Records from a data collection:

*** Begin section ***

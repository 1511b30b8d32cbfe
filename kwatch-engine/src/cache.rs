//! Thread-safe last-known state for one object kind.
//!
//! Live entries are keyed by [`ObjectKey`]. Deleted objects move to a
//! tombstone map so the delete handler can still see their final metadata;
//! the reconcile loop purges tombstones once the delete has been delivered.

use std::collections::HashMap;
use std::sync::{Arc, PoisonError, RwLock, RwLockReadGuard, RwLockWriteGuard};

use kwatch_core::{ChangeKind, ChangeNotification, KindTag, ObjectKey, Resource};

/// One difference found when installing a snapshot.
#[derive(Debug, Clone, PartialEq, Eq)]
pub struct Delta {
    pub key: ObjectKey,
    pub kind: ChangeKind,
}

struct IndexerState<T> {
    live: HashMap<ObjectKey, Arc<T>>,
    tombstones: HashMap<ObjectKey, Arc<T>>,
    synced: bool,
}

pub struct Indexer<T> {
    kind: KindTag,
    state: RwLock<IndexerState<T>>,
}

impl<T: Resource> Indexer<T> {
    pub fn new(kind: KindTag) -> Self {
        Self {
            kind,
            state: RwLock::new(IndexerState {
                live: HashMap::new(),
                tombstones: HashMap::new(),
                synced: false,
            }),
        }
    }

    pub fn kind(&self) -> &KindTag {
        &self.kind
    }

    fn read(&self) -> RwLockReadGuard<'_, IndexerState<T>> {
        self.state.read().unwrap_or_else(PoisonError::into_inner)
    }

    fn write(&self) -> RwLockWriteGuard<'_, IndexerState<T>> {
        self.state.write().unwrap_or_else(PoisonError::into_inner)
    }

    /// Install a full snapshot and return what changed relative to the
    /// current contents. Objects whose resource version is unchanged produce
    /// no delta, so replaying an identical snapshot is a no-op.
    pub fn replace(&self, objects: Vec<T>) -> Vec<Delta> {
        let mut state = self.write();
        let mut incoming: HashMap<ObjectKey, Arc<T>> = HashMap::with_capacity(objects.len());
        for object in objects {
            incoming.insert(object.key(), Arc::new(object));
        }

        let mut deltas = Vec::new();
        for (key, object) in &incoming {
            match state.live.get(key) {
                None => deltas.push(Delta {
                    key: key.clone(),
                    kind: ChangeKind::Created,
                }),
                Some(current) if current.resource_version() != object.resource_version() => {
                    deltas.push(Delta {
                        key: key.clone(),
                        kind: ChangeKind::Updated,
                    })
                }
                Some(_) => {}
            }
        }

        let gone: Vec<ObjectKey> = state
            .live
            .keys()
            .filter(|key| !incoming.contains_key(*key))
            .cloned()
            .collect();
        for key in gone {
            if let Some(last) = state.live.remove(&key) {
                state.tombstones.insert(key.clone(), last);
            }
            deltas.push(Delta {
                key,
                kind: ChangeKind::Deleted,
            });
        }

        for key in incoming.keys() {
            state.tombstones.remove(key);
        }
        state.live = incoming;
        state.synced = true;

        deltas.sort_by(|a, b| a.key.cmp(&b.key));
        deltas
    }

    /// Apply one streamed change. Returns `false` when the change carries
    /// nothing new (a repeated revision, or a delete of an object already
    /// gone).
    pub fn apply(&self, notification: &ChangeNotification, object: T) -> bool {
        let mut state = self.write();
        let key = &notification.key;
        match notification.kind {
            ChangeKind::Created | ChangeKind::Updated => {
                if let Some(current) = state.live.get(key) {
                    if current.resource_version() == object.resource_version() {
                        return false;
                    }
                }
                state.tombstones.remove(key);
                state.live.insert(key.clone(), Arc::new(object));
                true
            }
            ChangeKind::Deleted => match state.live.remove(key) {
                Some(_) => {
                    // The delete event carries the final state; prefer it.
                    state.tombstones.insert(key.clone(), Arc::new(object));
                    true
                }
                None if state.tombstones.contains_key(key) => false,
                None => {
                    state.tombstones.insert(key.clone(), Arc::new(object));
                    true
                }
            },
        }
    }

    pub fn get(&self, key: &ObjectKey) -> Option<Arc<T>> {
        self.read().live.get(key).cloned()
    }

    /// Final known state of a deleted object, if it is still retained.
    pub fn tombstone(&self, key: &ObjectKey) -> Option<Arc<T>> {
        self.read().tombstones.get(key).cloned()
    }

    pub fn purge_tombstone(&self, key: &ObjectKey) {
        self.write().tombstones.remove(key);
    }

    /// True once the first snapshot has been installed.
    pub fn has_synced(&self) -> bool {
        self.read().synced
    }

    /// Live keys, sorted.
    pub fn keys(&self) -> Vec<ObjectKey> {
        let mut keys: Vec<ObjectKey> = self.read().live.keys().cloned().collect();
        keys.sort();
        keys
    }

    pub fn len(&self) -> usize {
        self.read().live.len()
    }

    pub fn is_empty(&self) -> bool {
        self.len() == 0
    }

    pub fn tombstone_count(&self) -> usize {
        self.read().tombstones.len()
    }
}

#[cfg(test)]
mod tests {
    use kwatch_core::GenericObject;

    use super::*;

    fn obj(ns: &str, name: &str, rv: &str) -> GenericObject {
        GenericObject::new(Some(ns), name, rv)
    }

    fn note(key: &str, kind: ChangeKind) -> ChangeNotification {
        ChangeNotification::new(key.parse().expect("key"), kind, KindTag::from("pod"))
    }

    fn indexer() -> Indexer<GenericObject> {
        Indexer::new(KindTag::from("pod"))
    }

    #[test]
    fn first_replace_marks_synced_and_reports_creates() {
        let cache = indexer();
        assert!(!cache.has_synced());

        let deltas = cache.replace(vec![obj("ns", "b", "1"), obj("ns", "a", "1")]);
        assert!(cache.has_synced());
        assert_eq!(
            deltas,
            vec![
                Delta {
                    key: ObjectKey::namespaced("ns", "a"),
                    kind: ChangeKind::Created
                },
                Delta {
                    key: ObjectKey::namespaced("ns", "b"),
                    kind: ChangeKind::Created
                },
            ]
        );
        assert_eq!(cache.keys().len(), 2);
    }

    #[test]
    fn identical_replace_produces_no_deltas() {
        let cache = indexer();
        cache.replace(vec![obj("ns", "a", "1"), obj("ns", "b", "4")]);
        let deltas = cache.replace(vec![obj("ns", "a", "1"), obj("ns", "b", "4")]);
        assert!(deltas.is_empty(), "got {deltas:?}");
        assert_eq!(cache.len(), 2);
    }

    #[test]
    fn replace_diffs_updates_and_deletions() {
        let cache = indexer();
        cache.replace(vec![obj("ns", "keep", "1"), obj("ns", "bump", "1"), obj("ns", "gone", "1")]);
        let deltas = cache.replace(vec![
            obj("ns", "keep", "1"),
            obj("ns", "bump", "2"),
            obj("ns", "new", "1"),
        ]);

        let kinds: Vec<(String, ChangeKind)> = deltas
            .into_iter()
            .map(|d| (d.key.to_string(), d.kind))
            .collect();
        assert_eq!(
            kinds,
            vec![
                ("ns/bump".to_string(), ChangeKind::Updated),
                ("ns/gone".to_string(), ChangeKind::Deleted),
                ("ns/new".to_string(), ChangeKind::Created),
            ]
        );
        let gone = ObjectKey::namespaced("ns", "gone");
        assert!(cache.get(&gone).is_none());
        assert_eq!(cache.tombstone(&gone).expect("tombstone").resource_version, "1");
    }

    #[test]
    fn reads_observe_latest_apply() {
        let cache = indexer();
        cache.replace(vec![obj("ns", "a", "1")]);
        for rv in ["2", "3", "4"] {
            assert!(cache.apply(&note("ns/a", ChangeKind::Updated), obj("ns", "a", rv)));
        }
        let key = ObjectKey::namespaced("ns", "a");
        assert_eq!(cache.get(&key).expect("entry").resource_version, "4");
    }

    #[test]
    fn repeated_revision_is_not_a_change() {
        let cache = indexer();
        assert!(cache.apply(&note("ns/a", ChangeKind::Created), obj("ns", "a", "1")));
        assert!(!cache.apply(&note("ns/a", ChangeKind::Updated), obj("ns", "a", "1")));
    }

    #[test]
    fn delete_moves_entry_to_tombstone() {
        let cache = indexer();
        cache.replace(vec![obj("ns", "b", "1")]);
        assert!(cache.apply(&note("ns/b", ChangeKind::Deleted), obj("ns", "b", "2")));

        let key = ObjectKey::namespaced("ns", "b");
        assert!(cache.get(&key).is_none());
        assert!(!cache.keys().contains(&key));
        assert_eq!(cache.tombstone(&key).expect("tombstone").resource_version, "2");

        assert!(
            !cache.apply(&note("ns/b", ChangeKind::Deleted), obj("ns", "b", "2")),
            "second delete is a duplicate"
        );

        cache.purge_tombstone(&key);
        assert!(cache.tombstone(&key).is_none());
    }

    #[test]
    fn recreate_clears_tombstone() {
        let cache = indexer();
        cache.apply(&note("ns/c", ChangeKind::Created), obj("ns", "c", "1"));
        cache.apply(&note("ns/c", ChangeKind::Deleted), obj("ns", "c", "1"));
        assert_eq!(cache.tombstone_count(), 1);

        cache.apply(&note("ns/c", ChangeKind::Created), obj("ns", "c", "5"));
        assert_eq!(cache.tombstone_count(), 0);
        assert_eq!(cache.len(), 1);
    }

    #[test]
    fn concurrent_writers_and_readers() {
        let cache = Arc::new(indexer());
        let writers: Vec<_> = (0..4)
            .map(|w| {
                let cache = cache.clone();
                std::thread::spawn(move || {
                    for i in 0..100 {
                        let name = format!("w{w}-{i}");
                        cache.apply(
                            &note(&format!("ns/{name}"), ChangeKind::Created),
                            obj("ns", &name, "1"),
                        );
                        assert!(cache.get(&ObjectKey::namespaced("ns", &name)).is_some());
                    }
                })
            })
            .collect();
        for writer in writers {
            writer.join().expect("writer thread");
        }
        assert_eq!(cache.len(), 400);
    }
}
//! Which change to deliver for each queued key.
//!
//! The work queue only carries keys, so several notifications for one key
//! collapse into a single delivery. The ledger folds their change kinds
//! together so the worker knows what the collapsed delivery means.

use std::collections::HashMap;
use std::sync::{Mutex, MutexGuard, PoisonError};

use kwatch_core::{ChangeKind, ObjectKey};

/// The folded change pending for a key.
#[derive(Debug, Clone, Copy, PartialEq, Eq)]
pub struct PendingChange {
    pub kind: ChangeKind,
    /// The object was created and then modified before the creation was
    /// delivered. If the creation turns out to be a startup replay, the
    /// modification still has to be delivered as an update.
    pub updated_after_create: bool,
}

impl PendingChange {
    pub fn new(kind: ChangeKind) -> Self {
        Self {
            kind,
            updated_after_create: false,
        }
    }

    pub fn merge(self, newer: PendingChange) -> PendingChange {
        let kind = self.kind.merge(newer.kind);
        let updated_after_create = kind == ChangeKind::Created
            && (self.updated_after_create
                || newer.updated_after_create
                || (self.kind == ChangeKind::Created && newer.kind == ChangeKind::Updated));
        PendingChange {
            kind,
            updated_after_create,
        }
    }
}

#[derive(Default)]
pub struct ChangeLedger {
    entries: Mutex<HashMap<ObjectKey, PendingChange>>,
}

impl ChangeLedger {
    pub fn new() -> Self {
        Self::default()
    }

    fn lock(&self) -> MutexGuard<'_, HashMap<ObjectKey, PendingChange>> {
        self.entries.lock().unwrap_or_else(PoisonError::into_inner)
    }

    /// Fold a newly observed change into whatever is pending for `key`.
    pub fn record(&self, key: ObjectKey, kind: ChangeKind) {
        let mut entries = self.lock();
        let next = PendingChange::new(kind);
        let merged = match entries.get(&key) {
            Some(pending) => pending.merge(next),
            None => next,
        };
        entries.insert(key, merged);
    }

    /// Claim the pending change for `key` at the start of processing.
    pub fn take(&self, key: &ObjectKey) -> Option<PendingChange> {
        self.lock().remove(key)
    }

    /// Put back a change whose delivery failed, underneath anything that
    /// was recorded while it was being processed.
    pub fn restore(&self, key: ObjectKey, change: PendingChange) {
        let mut entries = self.lock();
        let merged = match entries.get(&key) {
            Some(newer) => change.merge(*newer),
            None => change,
        };
        entries.insert(key, merged);
    }

    pub fn len(&self) -> usize {
        self.lock().len()
    }

    pub fn is_empty(&self) -> bool {
        self.len() == 0
    }
}
use std::future::Future;
use std::sync::Arc;

use chrono::{DateTime, Utc};
use serde::Serialize;
use tokio::sync::broadcast;
use tokio::task::JoinHandle;

use kwatch_core::{EngineConfig, KindTag, ObjectKey, Resource};
use kwatch_queue::{default_rate_limiter, RateLimitingQueue};

use crate::cache::Indexer;
use crate::error::EngineError;
use crate::handler::{ErrorSink, Handler, TracingErrorSink};
use crate::informer::Informer;
use crate::ledger::ChangeLedger;
use crate::reconcile::{ReconcileStats, Reconciler};
use crate::source::{ListOptions, SourceAdapter};

/// One observed kind: where its objects come from and who reacts to them.
pub struct KindBinding<T: Resource> {
    kind: KindTag,
    source: Arc<dyn SourceAdapter<T>>,
    handler: Option<Arc<dyn Handler<T>>>,
}

impl<T: Resource> KindBinding<T> {
    pub fn new<S>(kind: impl Into<KindTag>, source: Arc<S>) -> Self
    where
        S: SourceAdapter<T> + 'static,
    {
        Self {
            kind: kind.into(),
            source,
            handler: None,
        }
    }

    pub fn with_handler<H>(mut self, handler: Arc<H>) -> Self
    where
        H: Handler<T> + 'static,
    {
        self.handler = Some(handler as Arc<dyn Handler<T>>);
        self
    }
}

/// Point-in-time counters for one kind.
#[derive(Debug, Clone, PartialEq, Eq, Serialize)]
pub struct KindStatus {
    pub kind: KindTag,
    pub synced: bool,
    pub cached: usize,
    pub queued: usize,
    pub waiting: usize,
    pub handled: u64,
    pub skipped: u64,
    pub retried: u64,
    pub given_up: u64,
}

/// How one kind's watch ended.
#[derive(Debug, Clone, Serialize)]
pub struct KindOutcome {
    pub kind: KindTag,
    /// Fatal source error, if the kind stopped on its own.
    pub error: Option<String>,
    pub status: KindStatus,
}

#[derive(Debug, Clone, Default, Serialize)]
pub struct RunSummary {
    pub kinds: Vec<KindOutcome>,
}

impl RunSummary {
    pub fn failed(&self) -> impl Iterator<Item = &KindOutcome> {
        self.kinds.iter().filter(|outcome| outcome.error.is_some())
    }
}

#[derive(Debug, Clone, Copy, PartialEq, Eq, Default)]
pub enum LogFormat {
    #[default]
    Plain,
    Json,
}

/// Install the global subscriber. Filtered by `RUST_LOG`, default `info`;
/// output goes to stderr. Later calls are no-ops.
pub fn init_tracing(format: LogFormat) {
    use tracing_subscriber::{fmt, EnvFilter};

    let filter = EnvFilter::try_from_default_env().unwrap_or_else(|_| EnvFilter::new("info"));
    let builder = fmt()
        .with_env_filter(filter)
        .with_target(false)
        .with_writer(std::io::stderr);
    let _ = match format {
        LogFormat::Plain => builder.try_init(),
        LogFormat::Json => builder.json().try_init(),
    };
}

struct StartContext {
    config: EngineConfig,
    error_sink: Arc<dyn ErrorSink>,
    started_at: DateTime<Utc>,
    shutdown_tx: broadcast::Sender<()>,
}

trait StatusProbe: Send + Sync {
    fn status(&self) -> KindStatus;
    fn shut_down_queue(&self);
}

struct KindProbe<T: Resource> {
    kind: KindTag,
    indexer: Arc<Indexer<T>>,
    queue: Arc<RateLimitingQueue<ObjectKey>>,
    stats: Arc<ReconcileStats>,
}

impl<T: Resource> StatusProbe for KindProbe<T> {
    fn status(&self) -> KindStatus {
        KindStatus {
            kind: self.kind.clone(),
            synced: self.indexer.has_synced(),
            cached: self.indexer.len(),
            queued: self.queue.len(),
            waiting: self.queue.waiting_len(),
            handled: self.stats.handled(),
            skipped: self.stats.skipped(),
            retried: self.stats.retried(),
            given_up: self.stats.given_up(),
        }
    }

    fn shut_down_queue(&self) {
        self.queue.shut_down();
    }
}

struct KindHandle {
    kind: KindTag,
    probe: Arc<dyn StatusProbe>,
    informer: JoinHandle<Result<(), EngineError>>,
    workers: Vec<JoinHandle<()>>,
}

/// Type-erased binding, so kinds with different object types share one
/// engine.
trait Controller: Send {
    fn kind(&self) -> &KindTag;
    fn start(self: Box<Self>, ctx: &StartContext) -> KindHandle;
}

impl<T: Resource> Controller for KindBinding<T> {
    fn kind(&self) -> &KindTag {
        &self.kind
    }

    fn start(self: Box<Self>, ctx: &StartContext) -> KindHandle {
        let binding = *self;
        let config = &ctx.config;

        let queue = Arc::new(RateLimitingQueue::new(default_rate_limiter(&config.backoff)));
        let indexer = Arc::new(Indexer::new(binding.kind.clone()));
        let ledger = Arc::new(ChangeLedger::new());

        let mut reconciler = Reconciler::new(
            indexer.clone(),
            queue.clone(),
            ledger.clone(),
            ctx.started_at,
            config.max_retries,
        )
        .with_error_sink(ctx.error_sink.clone());
        match binding.handler {
            Some(handler) => reconciler = reconciler.with_handler(handler),
            None => tracing::warn!(kind = %binding.kind, "no handler bound; every change will be given up"),
        }
        let stats = reconciler.stats();
        let reconciler = Arc::new(reconciler);

        let informer = Informer {
            kind: binding.kind.clone(),
            source: binding.source,
            indexer: indexer.clone(),
            ledger,
            queue: queue.clone(),
            options: ListOptions {
                namespace: config.namespace_scope().map(str::to_owned),
            },
            relist: config.relist.clone(),
        };

        let informer_handle = {
            let queue = queue.clone();
            let shutdown_rx = ctx.shutdown_tx.subscribe();
            tokio::spawn(async move {
                let result = informer.run(shutdown_rx).await;
                queue.shut_down();
                result
            })
        };

        let workers = (0..config.workers)
            .map(|worker| {
                let reconciler = reconciler.clone();
                tokio::spawn(async move { reconciler.run_worker(worker).await })
            })
            .collect();

        tracing::info!(kind = %binding.kind, workers = config.workers, "watching kind");

        KindHandle {
            kind: binding.kind.clone(),
            probe: Arc::new(KindProbe {
                kind: binding.kind,
                indexer,
                queue,
                stats,
            }),
            informer: informer_handle,
            workers,
        }
    }
}

pub struct EngineBuilder {
    config: EngineConfig,
    controllers: Vec<Box<dyn Controller>>,
    error_sink: Option<Arc<dyn ErrorSink>>,
    started_at: Option<DateTime<Utc>>,
}

impl EngineBuilder {
    pub fn watch<T: Resource>(mut self, binding: KindBinding<T>) -> Self {
        self.controllers.push(Box::new(binding));
        self
    }

    pub fn error_sink(mut self, sink: Arc<dyn ErrorSink>) -> Self {
        self.error_sink = Some(sink);
        self
    }

    /// Override the instant that separates pre-existing objects from new
    /// ones. Defaults to the time of [`build`](Self::build).
    pub fn started_at(mut self, started_at: DateTime<Utc>) -> Self {
        self.started_at = Some(started_at);
        self
    }

    pub fn build(self) -> Result<Engine, EngineError> {
        self.config.validate()?;
        for (i, controller) in self.controllers.iter().enumerate() {
            if self.controllers[..i]
                .iter()
                .any(|earlier| earlier.kind() == controller.kind())
            {
                return Err(EngineError::DuplicateBinding(controller.kind().clone()));
            }
        }
        Ok(Engine {
            config: self.config,
            controllers: self.controllers,
            error_sink: self
                .error_sink
                .unwrap_or_else(|| Arc::new(TracingErrorSink)),
            started_at: self.started_at.unwrap_or_else(Utc::now),
        })
    }
}

/// A configured engine instance. Owns its start time and configuration;
/// nothing is shared between instances.
pub struct Engine {
    config: EngineConfig,
    controllers: Vec<Box<dyn Controller>>,
    error_sink: Arc<dyn ErrorSink>,
    started_at: DateTime<Utc>,
}

impl Engine {
    pub fn builder(config: EngineConfig) -> EngineBuilder {
        EngineBuilder {
            config,
            controllers: Vec::new(),
            error_sink: None,
            started_at: None,
        }
    }

    pub fn started_at(&self) -> DateTime<Utc> {
        self.started_at
    }

    /// Spawn every enabled kind. Must be called from within a tokio runtime.
    pub fn start(self) -> RunningEngine {
        let (shutdown_tx, _) = broadcast::channel::<()>(16);
        let ctx = StartContext {
            config: self.config,
            error_sink: self.error_sink,
            started_at: self.started_at,
            shutdown_tx: shutdown_tx.clone(),
        };

        for kind in ctx.config.enabled_kinds() {
            if !self.controllers.iter().any(|c| c.kind() == &kind) {
                tracing::warn!(kind = %kind, "kind enabled in config but nothing is bound to it");
            }
        }

        let mut kinds = Vec::new();
        for controller in self.controllers {
            if !ctx.config.is_enabled(controller.kind()) {
                tracing::info!(kind = %controller.kind(), "kind disabled in config, not starting");
                continue;
            }
            kinds.push(controller.start(&ctx));
        }

        tracing::info!(kinds = kinds.len(), started_at = %ctx.started_at, "engine started");
        RunningEngine { shutdown_tx, kinds }
    }

    /// Run until `signal` resolves or every kind has stopped on its own.
    pub async fn run_until<F>(self, signal: F) -> Result<RunSummary, EngineError>
    where
        F: Future<Output = ()>,
    {
        let running = self.start();
        let handle = running.shutdown_handle();
        let wait = running.wait();
        tokio::pin!(wait);
        tokio::select! {
            result = &mut wait => return result,
            _ = signal => {
                tracing::info!("shutdown requested");
                handle.shut_down();
            }
        }
        wait.await
    }
}

/// Stops a running engine from anywhere.
#[derive(Clone)]
pub struct ShutdownHandle {
    shutdown_tx: broadcast::Sender<()>,
    probes: Vec<Arc<dyn StatusProbe>>,
}

impl ShutdownHandle {
    /// Stop every informer and close every queue. Workers finish their
    /// current delivery and drain ready keys; delayed retries are dropped.
    pub fn shut_down(&self) {
        let _ = self.shutdown_tx.send(());
        for probe in &self.probes {
            probe.shut_down_queue();
        }
    }
}

pub struct RunningEngine {
    shutdown_tx: broadcast::Sender<()>,
    kinds: Vec<KindHandle>,
}

impl RunningEngine {
    pub fn status(&self) -> Vec<KindStatus> {
        self.kinds.iter().map(|kind| kind.probe.status()).collect()
    }

    pub fn shutdown_handle(&self) -> ShutdownHandle {
        ShutdownHandle {
            shutdown_tx: self.shutdown_tx.clone(),
            probes: self.kinds.iter().map(|kind| kind.probe.clone()).collect(),
        }
    }

    pub fn shut_down(&self) {
        self.shutdown_handle().shut_down();
    }

    /// Wait for every kind to stop. A kind whose source became unavailable
    /// is recorded in the summary rather than failing the whole run.
    pub async fn wait(self) -> Result<RunSummary, EngineError> {
        let mut summary = RunSummary::default();
        for handle in self.kinds {
            let error = match handle.informer.await {
                Ok(Ok(())) => None,
                Ok(Err(err)) => Some(err.to_string()),
                Err(err) => return Err(join_error(&handle.kind, "informer", err)),
            };
            for worker in handle.workers {
                worker
                    .await
                    .map_err(|err| join_error(&handle.kind, "worker", err))?;
            }
            summary.kinds.push(KindOutcome {
                kind: handle.kind,
                error,
                status: handle.probe.status(),
            });
        }
        tracing::info!(kinds = summary.kinds.len(), "engine stopped");
        Ok(summary)
    }
}

fn join_error(kind: &KindTag, role: &str, err: tokio::task::JoinError) -> EngineError {
    EngineError::Join {
        task: format!("{kind} {role}"),
        message: err.to_string(),
    }
}

#[cfg(test)]
mod tests {
    use std::collections::BTreeMap;

    use kwatch_core::GenericObject;

    use super::*;
    use crate::memory::MemorySource;

    fn config(kinds: &[(&str, bool)]) -> EngineConfig {
        EngineConfig {
            kinds: kinds
                .iter()
                .map(|(name, on)| (name.to_string(), *on))
                .collect::<BTreeMap<_, _>>(),
            ..EngineConfig::default()
        }
    }

    fn source() -> Arc<MemorySource<GenericObject>> {
        Arc::new(MemorySource::new())
    }

    #[test]
    fn duplicate_binding_is_rejected() {
        let err = Engine::builder(config(&[("pod", true)]))
            .watch(KindBinding::new("pod", source()))
            .watch(KindBinding::new("Pod", source()))
            .build()
            .err()
            .expect("duplicate");
        assert!(matches!(err, EngineError::DuplicateBinding(kind) if kind == KindTag::from("pod")));
    }

    #[test]
    fn invalid_config_is_rejected() {
        let mut cfg = config(&[("pod", true)]);
        cfg.workers = 0;
        let err = Engine::builder(cfg).build().err().expect("invalid");
        assert!(matches!(err, EngineError::Config(_)));
    }

    #[tokio::test]
    async fn disabled_kinds_are_not_started() {
        let engine = Engine::builder(config(&[("pod", true), ("deployment", false)]))
            .watch(KindBinding::new("pod", source()))
            .watch(KindBinding::new("deployment", source()))
            .watch(KindBinding::new("service", source()))
            .build()
            .expect("build");

        let running = engine.start();
        let kinds: Vec<_> = running.status().into_iter().map(|s| s.kind).collect();
        assert_eq!(kinds, vec![KindTag::from("pod")]);

        running.shut_down();
        let summary = running.wait().await.expect("wait");
        assert_eq!(summary.kinds.len(), 1);
        assert_eq!(summary.failed().count(), 0);
    }

    #[tokio::test]
    async fn run_until_returns_after_signal() {
        let engine = Engine::builder(config(&[("pod", true)]))
            .watch(KindBinding::new("pod", source()))
            .build()
            .expect("build");
        let summary = engine.run_until(async {}).await.expect("run");
        assert_eq!(summary.kinds.len(), 1);
        assert!(summary.kinds[0].error.is_none());
    }

    #[tokio::test(start_paused = true)]
    async fn run_until_returns_once_every_kind_has_stopped() {
        let failing = source();
        failing.fail_snapshots(u32::MAX);
        let engine = Engine::builder(config(&[("pod", true)]))
            .watch(KindBinding::new("pod", failing))
            .build()
            .expect("build");
        let summary = engine
            .run_until(std::future::pending::<()>())
            .await
            .expect("run");
        assert_eq!(summary.failed().count(), 1);
        assert_eq!(summary.kinds[0].status.handled, 0);
    }
}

*** End section ***

[TASK ITEM]: Show every line of the data that includes the string "await".

[RESPONSE BOX]:
                let result = informer.run(shutdown_rx).await;
                tokio::spawn(async move { reconciler.run_worker(worker).await })
        wait.await
            let error = match handle.informer.await {
                    .await
        let summary = running.wait().await.expect("wait");
        let summary = engine.run_until(async {}).await.expect("run");
            .await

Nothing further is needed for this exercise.